Cette fois il est allé trop loin, je baisse les bras. Il m'avait prévenu depuis le début, j'aurais dû l'entendre, je ne peux m'en prendre qu'à moi-même.
— J'oublie parfois qu'on ne s'est pas promis l'éternité, quelle idiote je peux faire.
Il s'avance et me prend par les poignets.
— Ruby...
— Non. Tu as raison. Tu n'as rien, ni personne. Plus de de grand frère, plus de meilleur ami, pas de future descendance. À quoi bon après tout ?

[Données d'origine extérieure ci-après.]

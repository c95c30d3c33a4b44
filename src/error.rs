use std::io::ErrorKind;
use thiserror::Error;

#[derive(Debug, Error)]
pub enum AppError {
    #[error("AI classification is not available: {0}")]
    NotAvailable(String),

    #[error("No network connection. Please check your internet and try again.")]
    NoNetwork,

    #[error("Download cancelled")]
    Cancelled,

    #[error("Network error: {0}")]
    Transient(String),

    #[error("{0}")]
    NonRetriable(String),

    #[error("Failed after {attempts} attempts: {reason}")]
    RetriesExhausted { attempts: u32, reason: String },

    #[error("Failed to load image: {0}")]
    Decode(String),

    #[error("Classification failed: {0}")]
    Classification(String),
}

impl AppError {
    /// Whether another attempt could plausibly succeed.
    pub fn is_retriable(&self) -> bool {
        matches!(self, AppError::Transient(_))
    }
}

// ENOSPC on unix, ERROR_DISK_FULL / ERROR_HANDLE_DISK_FULL on windows
#[cfg(unix)]
const DISK_FULL_CODES: &[i32] = &[28];
#[cfg(windows)]
const DISK_FULL_CODES: &[i32] = &[39, 112];
#[cfg(not(any(unix, windows)))]
const DISK_FULL_CODES: &[i32] = &[];

impl From<std::io::Error> for AppError {
    fn from(err: std::io::Error) -> Self {
        if err.kind() == ErrorKind::PermissionDenied {
            return AppError::NonRetriable(format!("Permission denied: {}", err));
        }
        if err
            .raw_os_error()
            .map(|code| DISK_FULL_CODES.contains(&code))
            .unwrap_or(false)
        {
            return AppError::NonRetriable(format!("Insufficient disk space: {}", err));
        }
        AppError::Transient(err.to_string())
    }
}

impl From<reqwest::Error> for AppError {
    fn from(err: reqwest::Error) -> Self {
        match err.status() {
            Some(status)
                if status.is_client_error()
                    && status != reqwest::StatusCode::REQUEST_TIMEOUT
                    && status != reqwest::StatusCode::TOO_MANY_REQUESTS =>
            {
                AppError::NonRetriable(err.to_string())
            }
            _ => AppError::Transient(err.to_string()),
        }
    }
}

impl From<image::ImageError> for AppError {
    fn from(err: image::ImageError) -> Self {
        AppError::Decode(err.to_string())
    }
}

impl From<base64::DecodeError> for AppError {
    fn from(err: base64::DecodeError) -> Self {
        AppError::Decode(err.to_string())
    }
}

impl From<serde_json::Error> for AppError {
    fn from(err: serde_json::Error) -> Self {
        AppError::NonRetriable(format!("Invalid model metadata: {}", err))
    }
}

impl From<String> for AppError {
    fn from(msg: String) -> Self {
        AppError::Transient(msg)
    }
}

impl From<&str> for AppError {
    fn from(msg: &str) -> Self {
        AppError::Transient(msg.to_string())
    }
}
use serde::{Deserialize, Serialize};
use std::fmt;

pub const NOT_SPECIFIED: &str = "Not Specified";
pub const NOT_APPLICABLE: &str = "Not Applicable";

#[derive(Clone, Copy, Debug, PartialEq, Eq, Hash, PartialOrd, Ord, Serialize, Deserialize)]
#[serde(rename_all = "snake_case")]
pub enum ModelId {
    Species,
    DogBreed,
    CatBreed,
}

impl ModelId {
    /// Download order.
    pub const ALL: [ModelId; 3] = [ModelId::Species, ModelId::DogBreed, ModelId::CatBreed];

    pub fn key(&self) -> &'static str {
        match self {
            ModelId::Species => "species",
            ModelId::DogBreed => "dog_breed",
            ModelId::CatBreed => "cat_breed",
        }
    }

    /// Lower-case label used inside progress sentences.
    pub fn label(&self) -> &'static str {
        match self {
            ModelId::Species => "species detection model",
            ModelId::DogBreed => "dog breed model",
            ModelId::CatBreed => "cat breed model",
        }
    }

    pub fn short_name(&self) -> &'static str {
        match self {
            ModelId::Species => "Species",
            ModelId::DogBreed => "Dog breed",
            ModelId::CatBreed => "Cat breed",
        }
    }
}

impl fmt::Display for ModelId {
    fn fmt(&self, f: &mut fmt::Formatter<'_>) -> fmt::Result {
        f.write_str(self.key())
    }
}

#[derive(Clone, Copy, Debug, PartialEq, Eq, Hash, Serialize, Deserialize)]
pub enum Species {
    Dog,
    Cat,
    Other,
}

impl Species {
    pub fn breed_model(&self) -> Option<ModelId> {
        match self {
            Species::Dog => Some(ModelId::DogBreed),
            Species::Cat => Some(ModelId::CatBreed),
            Species::Other => None,
        }
    }
}

/// Raw classifier output, ordered by descending confidence.
#[derive(Debug, Serialize, Clone, PartialEq)]
pub struct Prediction {
    pub class_name: String,
    pub confidence: f32,
}

#[derive(Debug, Serialize, Clone, PartialEq)]
pub struct BreedPrediction {
    pub breed: String,
    pub confidence: f32,
}

#[derive(Debug, Serialize, Clone, PartialEq)]
pub struct ClassificationResult {
    /// `None` only for error results.
    pub species: Option<Species>,
    pub species_confidence: f32,
    pub breed: String,
    pub breed_confidence: f32,
    pub alternative_breeds: Vec<BreedPrediction>,
    pub is_mixed_breed: bool,
    /// Unformatted top label from the breed model.
    pub raw_breed: String,
    pub error: Option<String>,
}

impl Default for ClassificationResult {
    fn default() -> Self {
        Self {
            species: None,
            species_confidence: 0.0,
            breed: NOT_SPECIFIED.to_string(),
            breed_confidence: 0.0,
            alternative_breeds: Vec::new(),
            is_mixed_breed: false,
            raw_breed: String::new(),
            error: None,
        }
    }
}

impl ClassificationResult {
    pub fn from_error(message: impl Into<String>) -> Self {
        Self {
            error: Some(message.into()),
            ..Self::default()
        }
    }

    pub fn success(&self) -> bool {
        self.error.is_none() && self.species.is_some()
    }

    pub fn has_breed(&self) -> bool {
        !self.is_mixed_breed
            && !matches!(self.breed.as_str(), NOT_SPECIFIED | NOT_APPLICABLE | "")
    }

    pub fn confidence_level(&self) -> &'static str {
        if self.breed_confidence >= 0.80 {
            "High"
        } else if self.breed_confidence >= 0.58 {
            "Medium"
        } else {
            "Low"
        }
    }
}

#[derive(Clone, Copy, Debug, PartialEq, Eq, Serialize)]
#[serde(rename_all = "snake_case")]
pub enum DownloadState {
    NotDownloaded,
    Downloading,
    Downloaded,
    Failed,
    Cancelled,
}

#[derive(Debug, Serialize, Clone, PartialEq)]
pub struct DownloadProgress {
    pub current_step: u32,
    pub total_steps: u32,
    pub message: String,
    pub fraction: f32,
    pub network_restored: bool,
}

impl DownloadProgress {
    pub const TOTAL_STEPS: u32 = ModelId::ALL.len() as u32;

    pub fn new(current_step: u32, message: impl Into<String>) -> Self {
        let current_step = current_step.min(Self::TOTAL_STEPS);
        Self {
            current_step,
            total_steps: Self::TOTAL_STEPS,
            message: message.into(),
            fraction: current_step as f32 / Self::TOTAL_STEPS as f32,
            network_restored: false,
        }
    }
}

impl Default for DownloadProgress {
    fn default() -> Self {
        Self::new(0, "Waiting to start...")
    }
}

#[derive(Debug, Serialize, Clone)]
pub struct ModelStatus {
    pub id: ModelId,
    pub state: DownloadState,
    pub approx_size_mb: u32,
}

Il soupire et je me déteste de rapporter tout ça à moi, mais Rafael n'a pas le droit de se condamner pour les autres. J'essaie de me défaire de son emprise mais il tient fermement mes poignets.
— Lâche-moi, ordonnais-je.
Son regard s'adoucit, il secoue la tête. Je détourne les yeux, en colère.
— Je sais que ce n'est pas facile pour toi, tout ça.
Je réponds froidement que ce n'est pas ce que je vis qui compte, et je le pense. Il délaisse un de mes poignets pour caresser mon visage. La douceur de son contact m'oblige à le regarder à nouveau dans les yeux, yeux qui ne dérougissent pas vraiment depuis trente jours. Il relâche mon second poignet et vient placer sa main au creux de ma hanche.
— Je suis complètement perdu, souffle-t-il.
Mon corps se rapproche du sien, son souffle chaud glisse sur mon visage.
— Mais dans tout ce chaos, tu es là, dit-il avec un léger sous-entendu de surprise.
Sa bouche effleure la mienne, comme pour y demander l'accès. J'entrouvre les lèvres et le laisse m'embrasser.
— Je ne veux pas que tu partes, tu es la seule chose qui me fait tenir, dit-il entre deux baisers.
Sa main se resserre sur ma hanche et je cherche encore sa bouche.
— Je ne t'ai pas promis l'éternité, mais j'en crève d'envie.
Sa langue vient rencontrer la mienne, nous n'avons pas fait l'amour depuis si longtemps que je ne me souvenais plus du goût de sa salive, ni même de l'effet que son simple toucher peut avoir sur moi.
— Je t'aime Ruby, plus que c'est humainement possible.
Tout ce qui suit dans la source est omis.